Home Motorcycle brand Mecum to auction off the rights to the Excelsior-Henderson motorcycle brand

Mecum to auction off the rights to the Excelsior-Henderson motorcycle brand


Formerly part of the American “Big 3” motorcycle, the old motorcycles produced by Schwinn, now darling of collectors, wait for someone to launch their rebirth.

One of the biggest dreams in the classic car world is the resurrection of an iconic brand, and every now and then the rights to a brand become available. This will be the case on January 27 when the Excelsior-Henderson motorcycle brand and all of its intellectual property becomes available at Las Vegas Motorcycle Auctions from Mecum Auctions in Las Vegas.

In its press release, Mecum calls the sale an unprecedented opportunity to own all the intellectual property of the latest of the American motorcycle brands “The Big 3”, alongside Harley-Davidson and Indian.

Excelsior-Henderson brand up for auction | Provided by Mecum Auctions

“The vintage Excelsior and Henderson motorcycles that still exist today are highly collectable and famous examples that are among the best early motorcycles ever created,” Mecum noted in its press release.

“At last year’s Mecum Las Vegas auction, copies bearing both names landed among the best sellers,” the statement said. “A 1912 Henderson Four took top honors in sales at $ 490,000, followed by a 1913 Henderson Four which grossed $ 150,000. A 1928 Excelsior Big Bertha also fell into the top seller with $ 117,500.

“It is clear that the interest in the brand and the endearing respect for its designs have not wavered over the past century.”

Although founded in 1907, the Excelsior Motor Manufacturing & Supply Company experienced its greatest success after being bought in 1912 by Ignaz Schwinn, famous in the construction of bicycles.

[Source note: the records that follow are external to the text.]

// SPDX-License-Identifier: AGPL-3.0-or-later
// SPDX-FileCopyrightText: 2025 Jonathan D.A. Jewell
//! Manifest and settings loading
//!
//! Settings are layered: the manifest file (TOML or JSON, chosen by
//! extension), then `DBSETUP_*` environment variables, then CLI overrides.
//! Nested keys use `__` in variable names, e.g. `DBSETUP_COMMANDS__SEED`.

use crate::types::{ConfigEntry, EntryKind};
use anyhow::{bail, Context, Result};
use serde::{Deserialize, Serialize};
use std::path::{Path, PathBuf};

/// Manifest names looked up in the working directory
pub const DEFAULT_MANIFESTS: &[&str] = &["dbsetup.toml", "dbsetup.json"];

/// Prefix for environment overrides
pub const ENV_PREFIX: &str = "DBSETUP";

/// Command line templates for each setup phase.
///
/// `{name}` expands to the entry name and `{kind}` to `schema` or `view`.
#[derive(Debug, Clone, Default, PartialEq, Eq, Serialize, Deserialize)]
pub struct CommandTemplates {
    /// Generate migrations from schema definitions
    pub generate: Option<String>,
    /// Apply pending migrations
    pub migrate: Option<String>,
    /// Seed one schema
    pub seed: Option<String>,
    /// Create one view
    pub view: Option<String>,
}

/// Application settings
#[derive(Debug, Clone, Serialize, Deserialize)]
pub struct Settings {
    /// Environment name, selects `.env.<environment>`
    #[serde(default = "default_environment")]
    pub environment: String,
    /// Explicit dotenv file, relative to the manifest directory
    #[serde(default)]
    pub env_file: Option<PathBuf>,
    /// Schema entries, seeded in dependency order
    #[serde(default)]
    pub schemas: Vec<ConfigEntry>,
    /// View entries, created in dependency order after seeding
    #[serde(default)]
    pub views: Vec<ConfigEntry>,
    /// Command templates
    #[serde(default)]
    pub commands: CommandTemplates,
    /// Manifest the settings were read from (runtime, not persisted)
    #[serde(skip)]
    pub source: Option<PathBuf>,
}

fn default_environment() -> String {
    "development".to_string()
}

impl Default for Settings {
    fn default() -> Self {
        Self {
            environment: default_environment(),
            env_file: None,
            schemas: Vec::new(),
            views: Vec::new(),
            commands: CommandTemplates::default(),
            source: None,
        }
    }
}

impl Settings {
    /// Entries of one kind
    #[must_use]
    pub fn entries(&self, kind: EntryKind) -> &[ConfigEntry] {
        match kind {
            EntryKind::Schema => &self.schemas,
            EntryKind::View => &self.views,
        }
    }

    /// Directory relative paths are resolved against
    #[must_use]
    pub fn base_dir(&self) -> PathBuf {
        self.source
            .as_deref()
            .and_then(Path::parent)
            .filter(|p| !p.as_os_str().is_empty())
            .map_or_else(|| PathBuf::from("."), Path::to_path_buf)
    }

    /// Path of the dotenv file for the current environment
    #[must_use]
    pub fn env_file_path(&self) -> PathBuf {
        let file = self
            .env_file
            .clone()
            .unwrap_or_else(|| PathBuf::from(format!(".env.{}", self.environment)));
        if file.is_absolute() {
            file
        } else {
            self.base_dir().join(file)
        }
    }

    /// Load the dotenv file into the process environment if it exists.
    ///
    /// Variables already set are kept. Returns the file that was loaded.
    pub fn load_env_file(&self) -> Result<Option<PathBuf>> {
        let path = self.env_file_path();
        if !path.exists() {
            tracing::debug!("No env file at {}", path.display());
            return Ok(None);
        }

        dotenvy::from_path(&path)
            .with_context(|| format!("Failed to load env file {}", path.display()))?;
        tracing::info!("Loaded environment from {}", path.display());
        Ok(Some(path))
    }
}

/// Find the manifest to use when none was given on the command line
#[must_use]
pub fn discover_manifest(dir: &Path) -> Option<PathBuf> {
    DEFAULT_MANIFESTS
        .iter()
        .map(|name| dir.join(name))
        .find(|p| p.is_file())
        .or_else(user_manifest)
}

/// Per-user manifest in the platform config directory
fn user_manifest() -> Option<PathBuf> {
    directories::ProjectDirs::from("org", "hyperpolymath", "dbsetup")
        .map(|dirs| dirs.config_dir().join(DEFAULT_MANIFESTS[0]))
        .filter(|p| p.is_file())
}

/// Load settings from an explicit manifest, or discover one
pub fn load(manifest: Option<&Path>, environment: Option<&str>) -> Result<Settings> {
    let source = match manifest {
        Some(path) => {
            if !path.is_file() {
                bail!("Manifest not found: {}", path.display());
            }
            Some(path.to_path_buf())
        }
        None => {
            let cwd = std::env::current_dir().context("Failed to read current directory")?;
            discover_manifest(&cwd)
        }
    };

    let mut builder = config::Config::builder();
    match &source {
        Some(path) => {
            tracing::debug!("Reading manifest {}", path.display());
            builder = builder.add_source(config::File::from(path.as_path()).required(true));
        }
        None => tracing::warn!("No manifest found, using empty collections"),
    }

    let built = builder
        .add_source(
            config::Environment::with_prefix(ENV_PREFIX)
                .prefix_separator("_")
                .separator("__"),
        )
        .set_override_option("environment", environment.map(str::to_string))
        .context("Failed to apply environment override")?
        .build()
        .with_context(|| match &source {
            Some(path) => format!("Failed to read {}", path.display()),
            None => "Failed to read settings from environment".to_string(),
        })?;

    let mut settings: Settings = built
        .try_deserialize()
        .context("Manifest has an invalid shape")?;
    settings.source = source;

    tracing::debug!(
        "Loaded {} schemas and {} views",
        settings.schemas.len(),
        settings.views.len()
    );

    Ok(settings)
}

#[cfg(test)]
mod tests {
    use super::*;
    use tempfile::TempDir;

    const TOML_MANIFEST: &str = r#"
environment = "test"

[commands]
seed = "echo seed {name}"

[[schemas]]
name = "drink_types"
description = "Base drink catalogue"

[[schemas]]
name = "drink_configs"
dependencies = ["drink_types"]

[[views]]
name = "drink_summary"
"#;

    #[test]
    fn test_load_toml_manifest() {
        let dir = TempDir::new().unwrap();
        let path = dir.path().join("dbsetup.toml");
        std::fs::write(&path, TOML_MANIFEST).unwrap();

        let settings = load(Some(&path), None).unwrap();

        assert_eq!(settings.schemas.len(), 2);
        assert_eq!(settings.schemas[1].dependencies, vec!["drink_types"]);
        assert_eq!(settings.schemas[0].description.as_deref(), Some("Base drink catalogue"));
        assert_eq!(settings.views[0].name, "drink_summary");
        assert_eq!(settings.commands.seed.as_deref(), Some("echo seed {name}"));
        assert!(settings.commands.migrate.is_none());
        assert_eq!(settings.source.as_deref(), Some(path.as_path()));
    }

    #[test]
    fn test_load_json_manifest() {
        let dir = TempDir::new().unwrap();
        let path = dir.path().join("dbsetup.json");
        std::fs::write(
            &path,
            r#"{"schemas": [{"name": "a"}, {"name": "b", "dependencies": ["a"]}]}"#,
        )
        .unwrap();

        let settings = load(Some(&path), None).unwrap();

        assert_eq!(settings.entries(EntryKind::Schema).len(), 2);
        assert!(settings.entries(EntryKind::View).is_empty());
    }

    #[test]
    fn test_environment_override() {
        let dir = TempDir::new().unwrap();
        let path = dir.path().join("dbsetup.toml");
        std::fs::write(&path, TOML_MANIFEST).unwrap();

        let settings = load(Some(&path), Some("production")).unwrap();

        assert_eq!(settings.environment, "production");
        assert_eq!(settings.env_file_path(), dir.path().join(".env.production"));
    }

    #[test]
    fn test_missing_explicit_manifest() {
        let dir = TempDir::new().unwrap();
        let err = load(Some(&dir.path().join("nope.toml")), None).unwrap_err();

        assert!(err.to_string().contains("Manifest not found"));
    }

    #[test]
    fn test_discover_manifest_in_dir() {
        let dir = TempDir::new().unwrap();
        std::fs::write(dir.path().join("dbsetup.json"), "{}").unwrap();

        assert_eq!(discover_manifest(dir.path()), Some(dir.path().join("dbsetup.json")));
    }

    #[test]
    fn test_env_file_path_defaults() {
        let settings = Settings::default();
        assert_eq!(settings.env_file_path(), PathBuf::from("./.env.development"));
    }

    #[test]
    fn test_load_env_file_absent() {
        let dir = TempDir::new().unwrap();
        let settings = Settings {
            source: Some(dir.path().join("dbsetup.toml")),
            ..Settings::default()
        };

        assert!(settings.load_env_file().unwrap().is_none());
    }
}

Schwinn added the Henderson Motorcycle Company, founded by the grandsons of American automotive pioneer Alexander Winton, to the portfolio in 1917.

“From 1911 to 1921, the Hendersons were the only 4-cylinder motorcycles produced in the United States, and by the late 1920s, Excelsior-Henderson and Indian dominated the 45 cubic inch market with the Super X and Scout ”, Mecum noted. “Their great models – the Henderson Four, as well as the Indian Chief and Four – were admired around the world and were in many ways the most attractive and technically interesting motorcycles built in the United States.

Excelsior 'Big Berth' 1928 hill climb bike at Mecum auction in January 2017 |  Photo by Larry Edsall

Excelsior ‘Big Berth’ 1928 hill climb bike at Mecum auction in January 2017 | Photo by Larry Edsall

“Nonetheless, Schwinn correctly predicted a significant drop in motorcycle sales for 1930 and decided to unplug its larger motorcycles and focus on those without engines, which were likely to continue to sell when jobs were scarce.

“And he was right; Schwinn bikes flourished in the 1960s and 1970s, but the company never produced motorcycles again.

In the 1990s, Daniel Hanlon obtained the rights to Excelsior-Henderson and in 1998 and 1999 produced nearly 2,000 Super X motorcycles bearing the brand name.

However, Mecum added, the Excelsior-Henderson name “has quietly survived, waiting for the right mix of capital and inspiration to come to life.”

Classic Henderson Motorcycle

Classic Henderson Motorcycle

Mecum said the Las Vegas sale will include “ownership of the Excelsior-Henderson brand, 10 federally registered trademarks, web domains, previous designs of motorcycle frames and engines as well as 18 expired patents that may not be validated. efficiently operated only by the owner of Excelsior-Henderson.

Mecum’s Las Vegas Motorcycle Auction, which is expected to include 1,750 bikes, will run January 23-27 at the South Point Hotel and Casino.